** Opening Data shown block **
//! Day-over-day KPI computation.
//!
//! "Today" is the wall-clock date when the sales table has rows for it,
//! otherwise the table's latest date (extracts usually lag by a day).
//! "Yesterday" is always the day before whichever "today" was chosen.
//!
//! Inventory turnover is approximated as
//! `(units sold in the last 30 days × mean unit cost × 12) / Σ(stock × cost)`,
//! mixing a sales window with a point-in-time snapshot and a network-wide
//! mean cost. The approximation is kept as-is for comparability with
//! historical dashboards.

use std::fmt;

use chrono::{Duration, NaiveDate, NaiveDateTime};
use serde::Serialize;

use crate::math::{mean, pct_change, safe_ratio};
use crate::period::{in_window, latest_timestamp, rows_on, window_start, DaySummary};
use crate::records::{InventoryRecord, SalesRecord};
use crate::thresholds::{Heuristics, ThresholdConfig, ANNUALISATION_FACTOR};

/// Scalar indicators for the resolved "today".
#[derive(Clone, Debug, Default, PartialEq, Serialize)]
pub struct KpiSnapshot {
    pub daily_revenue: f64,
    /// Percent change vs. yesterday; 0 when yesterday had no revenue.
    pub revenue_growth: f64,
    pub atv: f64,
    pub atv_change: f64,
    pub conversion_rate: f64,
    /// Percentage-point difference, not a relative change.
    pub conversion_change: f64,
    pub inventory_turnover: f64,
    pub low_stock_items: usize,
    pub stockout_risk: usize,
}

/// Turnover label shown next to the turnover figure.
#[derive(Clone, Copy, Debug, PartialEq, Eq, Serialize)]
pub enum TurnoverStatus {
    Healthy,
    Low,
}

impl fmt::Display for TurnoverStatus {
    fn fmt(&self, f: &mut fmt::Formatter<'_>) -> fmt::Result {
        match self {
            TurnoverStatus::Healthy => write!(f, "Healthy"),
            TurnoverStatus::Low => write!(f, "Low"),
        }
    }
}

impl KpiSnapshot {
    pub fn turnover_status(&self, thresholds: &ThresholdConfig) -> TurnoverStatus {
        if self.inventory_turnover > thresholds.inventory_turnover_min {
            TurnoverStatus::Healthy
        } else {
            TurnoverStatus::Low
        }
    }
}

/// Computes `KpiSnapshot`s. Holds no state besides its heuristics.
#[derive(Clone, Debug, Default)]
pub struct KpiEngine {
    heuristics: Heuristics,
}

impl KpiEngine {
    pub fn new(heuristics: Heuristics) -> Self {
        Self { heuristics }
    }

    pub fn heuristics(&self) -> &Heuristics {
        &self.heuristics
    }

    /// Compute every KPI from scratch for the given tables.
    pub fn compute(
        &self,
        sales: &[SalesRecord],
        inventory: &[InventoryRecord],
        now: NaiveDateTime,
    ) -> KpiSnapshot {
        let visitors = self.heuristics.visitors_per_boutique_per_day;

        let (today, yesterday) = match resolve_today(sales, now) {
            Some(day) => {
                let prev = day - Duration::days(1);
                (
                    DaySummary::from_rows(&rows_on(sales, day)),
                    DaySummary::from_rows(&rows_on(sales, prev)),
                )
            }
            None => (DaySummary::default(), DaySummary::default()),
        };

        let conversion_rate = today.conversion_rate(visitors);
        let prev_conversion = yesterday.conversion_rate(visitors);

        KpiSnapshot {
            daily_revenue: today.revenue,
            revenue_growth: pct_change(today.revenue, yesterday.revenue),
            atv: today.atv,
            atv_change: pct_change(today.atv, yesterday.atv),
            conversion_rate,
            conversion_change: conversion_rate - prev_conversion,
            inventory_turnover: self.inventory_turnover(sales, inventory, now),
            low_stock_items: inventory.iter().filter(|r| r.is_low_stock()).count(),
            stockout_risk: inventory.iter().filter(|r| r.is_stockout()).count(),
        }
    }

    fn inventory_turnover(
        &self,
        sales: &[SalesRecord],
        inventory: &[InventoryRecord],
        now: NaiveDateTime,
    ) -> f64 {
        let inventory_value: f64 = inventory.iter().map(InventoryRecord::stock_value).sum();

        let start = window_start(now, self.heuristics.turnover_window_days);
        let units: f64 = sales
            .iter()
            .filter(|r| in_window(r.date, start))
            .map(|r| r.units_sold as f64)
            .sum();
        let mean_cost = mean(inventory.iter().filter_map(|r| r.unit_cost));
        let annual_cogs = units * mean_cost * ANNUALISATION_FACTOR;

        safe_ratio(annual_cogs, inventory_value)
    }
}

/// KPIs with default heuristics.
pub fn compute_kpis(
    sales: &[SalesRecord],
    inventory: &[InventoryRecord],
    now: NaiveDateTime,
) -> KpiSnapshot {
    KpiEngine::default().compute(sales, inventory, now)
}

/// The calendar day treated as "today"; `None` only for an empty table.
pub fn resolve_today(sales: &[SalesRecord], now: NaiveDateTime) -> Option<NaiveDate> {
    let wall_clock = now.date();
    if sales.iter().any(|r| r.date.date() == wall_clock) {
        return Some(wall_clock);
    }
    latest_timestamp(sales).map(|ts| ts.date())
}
** Closing Data shown block **
_Problem requirements:_ In the entries, find every line holding "Clone" and copy it.

_Answer space:_
#[derive(Clone, Debug, Default, PartialEq, Serialize)]
#[derive(Clone, Copy, Debug, PartialEq, Eq, Serialize)]
#[derive(Clone, Debug, Default)]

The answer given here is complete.